The Regius Chair of Civil Law at Oxford was founded by King Henry VIII, who established five such Regius Professorships in the University, the others being the chairs of Divinity, Physic (Old English for Medicine), Hebrew and Greek.[1] The stipend attached to the position was then forty pounds a year.[2] Henry VIII put an end to the teaching of Canon law at both Oxford and Cambridge.[3] Under statutes of 1549, the Regius Professor of Civil Law was to lecture four times a week between the hours of eight and nine in the morning on the Pandects, on the Code, or on the ecclesiastical laws of England. The requirement to give four lectures a week was repeated in the statutes of 1564 and of 1576. The professor was also to moderate at disputations in law.[2]
The exact date of the chair's foundation is uncertain. Some sources say that John Story, the first professor, was appointed in about 1541.[2] No foundation document survives,[2] but in 1544 Robert Weston was recorded as acting as Story's deputy.[4]

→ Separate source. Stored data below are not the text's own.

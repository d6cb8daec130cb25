/// Environment variable overriding the config file location
pub const CONFIG_ENV: &str = "PULLSYNC_CONFIG";
pub const DEFAULT_CONFIG_PATH: &str = "pullsync.toml";

// Settings defaults
pub const DEFAULT_DATABASE: &str = "data/pullsync.db";
pub const DEFAULT_LOG_DIR: &str = "logs";
pub const DEFAULT_CONTENT_ROOT: &str = "data/files";
pub const DEFAULT_MAX_DEBUG: usize = 100;
pub const DEFAULT_LEASE_SECONDS: i64 = 3600;

/// Log file name prefix inside the log directory
pub const LOG_FILE_NAME: &str = "pullsync.log";
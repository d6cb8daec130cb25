//! Parsers turn a fetched payload into an ordered list of keyed records.

use serde::Serialize;
use serde_json::Value;

use crate::error::Result;
use crate::fetcher::Payload;

pub mod csv;
pub mod file;
pub mod json;
pub mod passthrough;
pub mod xml;

#[derive(Debug, Serialize, Clone, PartialEq)]
pub struct ParsedRecord {
    pub key: String,
    pub record: Value,
}

impl ParsedRecord {
    pub fn new(key: impl Into<String>, record: Value) -> Self {
        Self {
            key: key.into(),
            record,
        }
    }
}

pub trait Parser: Send + Sync {
    fn parse(&self, payload: Payload) -> Result<Vec<ParsedRecord>>;
}

/// Arrays keep their indexes as keys, objects their member names. Null yields nothing and any
/// other scalar becomes a single record keyed `0`.
pub fn records_from_value(value: Value) -> Vec<ParsedRecord> {
    match value {
        Value::Null => Vec::new(),
        Value::Array(list) => list
            .into_iter()
            .enumerate()
            .map(|(i, record)| ParsedRecord::new(i.to_string(), record))
            .collect(),
        Value::Object(map) => map
            .into_iter()
            .map(|(key, record)| ParsedRecord::new(key, record))
            .collect(),
        other => vec![ParsedRecord::new("0", other)],
    }
}

/// Follows a dotted `base_key` into a decoded document. An empty path selects the root.
pub(crate) fn select_base(value: Value, base_key: &str) -> Value {
    let mut current = value;
    for segment in base_key.split('.').filter(|s| !s.is_empty()) {
        current = match current {
            Value::Object(mut map) => map.shift_remove(segment).unwrap_or(Value::Null),
            Value::Array(mut list) => match segment.parse::<usize>() {
                Ok(index) if index < list.len() => list.swap_remove(index),
                _ => Value::Null,
            },
            _ => Value::Null,
        };
    }
    current
}
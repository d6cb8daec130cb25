use std::path::Path;
use std::sync::{Arc, Mutex, MutexGuard};

use rusqlite::Connection;
use tracing::debug;

use crate::error::{Result, SyncError};

const SCHEMA: &str = r#"
    PRAGMA journal_mode=WAL;
    PRAGMA foreign_keys=ON;
    CREATE TABLE IF NOT EXISTS sync (
        id          TEXT NOT NULL,
        entity_type TEXT NOT NULL,
        entity_id   INTEGER NOT NULL,
        locked      INTEGER NOT NULL DEFAULT 0,
        PRIMARY KEY (id, entity_type)
    );
    CREATE INDEX IF NOT EXISTS sync_entity ON sync (entity_type, entity_id);
    CREATE TABLE IF NOT EXISTS sync_data (
        id      TEXT NOT NULL,
        "group" TEXT NOT NULL,
        changed INTEGER NOT NULL,
        PRIMARY KEY (id, "group")
    );
    CREATE INDEX IF NOT EXISTS sync_data_group_changed ON sync_data ("group", changed);
    CREATE TABLE IF NOT EXISTS sync_queue (
        item_id INTEGER PRIMARY KEY AUTOINCREMENT,
        name    TEXT NOT NULL,
        data    TEXT NOT NULL,
        expire  INTEGER NOT NULL DEFAULT 0,
        created INTEGER NOT NULL
    );
    CREATE INDEX IF NOT EXISTS sync_queue_claim ON sync_queue (name, expire, item_id);
    CREATE TABLE IF NOT EXISTS sync_state (
        key   TEXT PRIMARY KEY,
        value TEXT NOT NULL
    );
    CREATE TABLE IF NOT EXISTS entity (
        entity_id   INTEGER PRIMARY KEY AUTOINCREMENT,
        entity_type TEXT NOT NULL,
        bundle      TEXT NOT NULL,
        data        TEXT NOT NULL,
        created     INTEGER NOT NULL,
        changed     INTEGER NOT NULL
    );
    CREATE INDEX IF NOT EXISTS entity_type_bundle ON entity (entity_type, bundle);
"#;

/// Shared handle to the local SQLite database. Every access is serialized through one connection.
#[derive(Clone)]
pub struct Database {
    conn: Arc<Mutex<Connection>>,
}

impl Database {
    pub fn open<P: AsRef<Path>>(path: P) -> Result<Self> {
        let path = path.as_ref();
        if let Some(parent) = path.parent().filter(|p| !p.as_os_str().is_empty()) {
            std::fs::create_dir_all(parent)?;
        }
        debug!("Opening sync database at {}", path.display());
        Self::migrate(Connection::open(path)?)
    }

    pub fn open_in_memory() -> Result<Self> {
        Self::migrate(Connection::open_in_memory()?)
    }

    fn migrate(conn: Connection) -> Result<Self> {
        conn.execute_batch(SCHEMA)?;
        Ok(Self {
            conn: Arc::new(Mutex::new(conn)),
        })
    }

    pub fn connection(&self) -> Result<MutexGuard<'_, Connection>> {
        self.conn
            .lock()
            .map_err(|_| SyncError::storage("database connection mutex poisoned"))
    }
}

#[cfg(test)]
mod tests {
    use super::*;

    #[test]
    fn schema_is_idempotent_on_disk() {
        let dir = tempfile::tempdir().unwrap();
        let path = dir.path().join("nested").join("sync.db");
        Database::open(&path).unwrap();
        let db = Database::open(&path).unwrap();
        let conn = db.connection().unwrap();
        let tables: i64 = conn
            .query_row(
                "SELECT COUNT(*) FROM sqlite_master WHERE type = 'table' AND name IN
                 ('sync', 'sync_data', 'sync_queue', 'sync_state', 'entity')",
                [],
                |row| row.get(0),
            )
            .unwrap();
        assert_eq!(tables, 5);
    }
}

The holder of the Regius Professorship is still chosen by The Crown and is still appointed to teach Roman law, its principles and history, and some other branches of the law.[1]
It is uncertain when the first Regius Professor, the BlessedJohn Story, was first appointed. The History of the University of Oxford says that it was by a signed bill, c. 1541, adding that, together with Robert Weston, Story was reappointed for life by letters patent dated 26 February 1546.[5] Payments to Story as professor of Civil Law are found in the accounts of the Treasurer of the Court of Augmentations for the periods Michaelmas 1546 to Michaelmas 1550, part of 1553, and 1556–1557, and for fees and annuities in issues of the Exchequer for 1553–1557.[6]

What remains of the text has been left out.